Let’s do lunch! On a bike, that is. And we won’t be consuming calories; we’ll be burning them off. You in?
This quick cardio program is ideal for when you need to fit a great workout into a busy day. Whether it’s a lunch break or an evening trip to the Y after the kids are asleep, you can easily hop on a bike and follow the routine.
First, adjust the upright bike to your body. When you’re standing, the seat should hit at your hip. Sitting down, your knees shouldn’t fully extend when you pedal. Instead, keep a very slight bend. If it doesn’t feel right, please don’t hesitate to ask one of our wellness staff to help you set it up.
Our basic exercise bikes (pictured) have levels on the ride side of the screen. We'll be starting at level 4. Or, if you are on a spin bike, use the resistance knob to determine your own levels, using the 1-10 range.

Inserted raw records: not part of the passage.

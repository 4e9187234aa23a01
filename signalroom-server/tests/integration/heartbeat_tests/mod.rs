mod test_unresponsive_socket;
use crate::config::Config;
use crate::error::RelayError;
use crate::heartbeat::HeartbeatMonitor;
use crate::lifecycle::{EventBus, LifecycleSink, spawn_sink};
use crate::signaling::{Hub, HubHandle, ws_handler};
use axum::Router;
use axum::routing::get;
use std::future::Future;
use std::net::SocketAddr;
use std::sync::Arc;
use tokio::net::TcpListener;
use tokio::task::JoinHandle;
use tokio::time::timeout;
use tokio_util::sync::CancellationToken;
use tokio_util::task::TaskTracker;
use tracing::{info, warn};

/// Shared state handed to every websocket upgrade.
#[derive(Clone)]
pub struct AppState {
    pub hub: HubHandle,
    /// Live websocket sessions, so shutdown can wait for them to flush.
    pub sessions: TaskTracker,
}

/// The websocket endpoint, served at `/` and `/ws`.
pub fn router(state: AppState) -> Router {
    Router::new()
        .route("/", get(ws_handler))
        .route("/ws", get(ws_handler))
        .with_state(state)
}

/// A bound relay: listener, hub and lifecycle sinks, not yet serving.
pub struct SignalServer {
    config: Config,
    listener: TcpListener,
    local_addr: SocketAddr,
    hub: HubHandle,
    hub_task: JoinHandle<()>,
    sink_tasks: Vec<JoinHandle<()>>,
    sessions: TaskTracker,
}

impl SignalServer {
    pub async fn bind(
        config: Config,
        sinks: Vec<Arc<dyn LifecycleSink>>,
    ) -> Result<Self, RelayError> {
        let addr = config.bind_addr();
        let listener = TcpListener::bind(addr)
            .await
            .map_err(|source| RelayError::Bind { addr, source })?;
        let local_addr = listener
            .local_addr()
            .map_err(|source| RelayError::Bind { addr, source })?;

        let events = EventBus::new(config.event_buffer);
        let sink_tasks = sinks
            .into_iter()
            .map(|sink| spawn_sink(sink, events.subscribe()))
            .collect();
        let (hub, hub_task) = Hub::new(events).spawn();

        Ok(Self {
            config,
            listener,
            local_addr,
            hub,
            hub_task,
            sink_tasks,
            sessions: TaskTracker::new(),
        })
    }

    pub fn local_addr(&self) -> SocketAddr {
        self.local_addr
    }

    pub fn config(&self) -> &Config {
        &self.config
    }

    pub fn hub(&self) -> HubHandle {
        self.hub.clone()
    }

    /// Serves until `shutdown` resolves, then tears everything down in order:
    /// heartbeat, listener, open connections, lifecycle sinks.
    pub async fn run_until<F>(self, shutdown: F) -> Result<(), RelayError>
    where
        F: Future<Output = ()> + Send + 'static,
    {
        let Self {
            config,
            listener,
            local_addr,
            hub,
            hub_task,
            sink_tasks,
            sessions,
        } = self;

        let heartbeat = HeartbeatMonitor::spawn(hub.clone(), config.heartbeat_interval);

        let stop_accepting = CancellationToken::new();
        let app = router(AppState {
            hub: hub.clone(),
            sessions: sessions.clone(),
        });
        let mut serve = tokio::spawn({
            let stop_accepting = stop_accepting.clone();
            async move {
                axum::serve(
                    listener,
                    app.into_make_service_with_connect_info::<SocketAddr>(),
                )
                .with_graceful_shutdown(stop_accepting.cancelled_owned())
                .await
            }
        });
        info!(addr = %local_addr, "signalroom listening");

        let early_exit = tokio::select! {
            _ = shutdown => {
                info!("shutdown requested");
                None
            }
            result = &mut serve => Some(result),
        };

        heartbeat.stop().await;
        stop_accepting.cancel();

        if hub.shutdown().await.is_err() {
            warn!("hub stopped before shutdown");
        }
        sessions.close();

        let served = match early_exit {
            Some(result) => result,
            None => match timeout(config.shutdown_grace, &mut serve).await {
                Ok(result) => result,
                Err(_) => {
                    warn!("listener did not stop within the grace period");
                    serve.abort();
                    Ok(Ok(()))
                }
            },
        };

        if timeout(config.shutdown_grace, sessions.wait()).await.is_err() {
            warn!(
                open = sessions.len(),
                "websockets did not finish within the grace period"
            );
        }

        drop(hub);
        let _ = hub_task.await;
        for task in sink_tasks {
            let _ = task.await;
        }
        info!("signalroom stopped");

        match served {
            Ok(Ok(())) => Ok(()),
            Ok(Err(e)) => Err(RelayError::Serve(e)),
            Err(e) => Err(RelayError::Serve(std::io::Error::other(e))),
        }
    }
}
use crate::lifecycle::{LifecycleEvent, LifecycleSink};
use async_trait::async_trait;
use tracing::info;

/// Writes every lifecycle event to the log.
#[derive(Debug, Default, Clone, Copy)]
pub struct TracingSink;

#[async_trait]
impl LifecycleSink for TracingSink {
    fn name(&self) -> &'static str {
        "tracing"
    }

    async fn record(&self, event: &LifecycleEvent) -> anyhow::Result<()> {
        match event {
            LifecycleEvent::Connected {
                connection_id,
                meta,
                ..
            } => info!(
                target: "signalroom::lifecycle",
                %connection_id,
                remote_addr = ?meta.remote_addr,
                user_agent = meta.user_agent.as_deref().unwrap_or("-"),
                "connection opened"
            ),
            LifecycleEvent::Joined {
                connection_id,
                room_id,
                role,
                ..
            } => info!(
                target: "signalroom::lifecycle",
                %connection_id,
                %room_id,
                %role,
                "session started"
            ),
            LifecycleEvent::Disconnected {
                connection_id,
                room_id,
                reason,
                ..
            } => info!(
                target: "signalroom::lifecycle",
                %connection_id,
                room_id = room_id.as_ref().map(|r| r.as_str()).unwrap_or("-"),
                %reason,
                "connection closed"
            ),
        }
        Ok(())
    }
}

Feel free to experiment and see what’s challenging enough to get your heart rate up and legs burning without overdoing it. Okay, let’s cycle!
The 20-Minute Workout
Stay at 72 RPM throughout the routine.
Maintaining speed is what makes this an effective workout. You will steadily increase the resistance as you go, with a short break between two climbs. If you need more breaks during the workout, drop down to level 4 to recover. Then, bump up the resistance whenever you are ready.
Time | Level | Notes |
---|---|---|
0:00-3:00 | 4 | Warm up |
3:00-9:00 | 5-10 | Bump it up one level every minute |
9:00-11:00 | 4 | Active Recovery |
11:00-17:00 | 5-10 | Bump it up one level every minute |
17:00-20:00 | 4 | Cool Down |
Don’t forget to stretch when you’re done!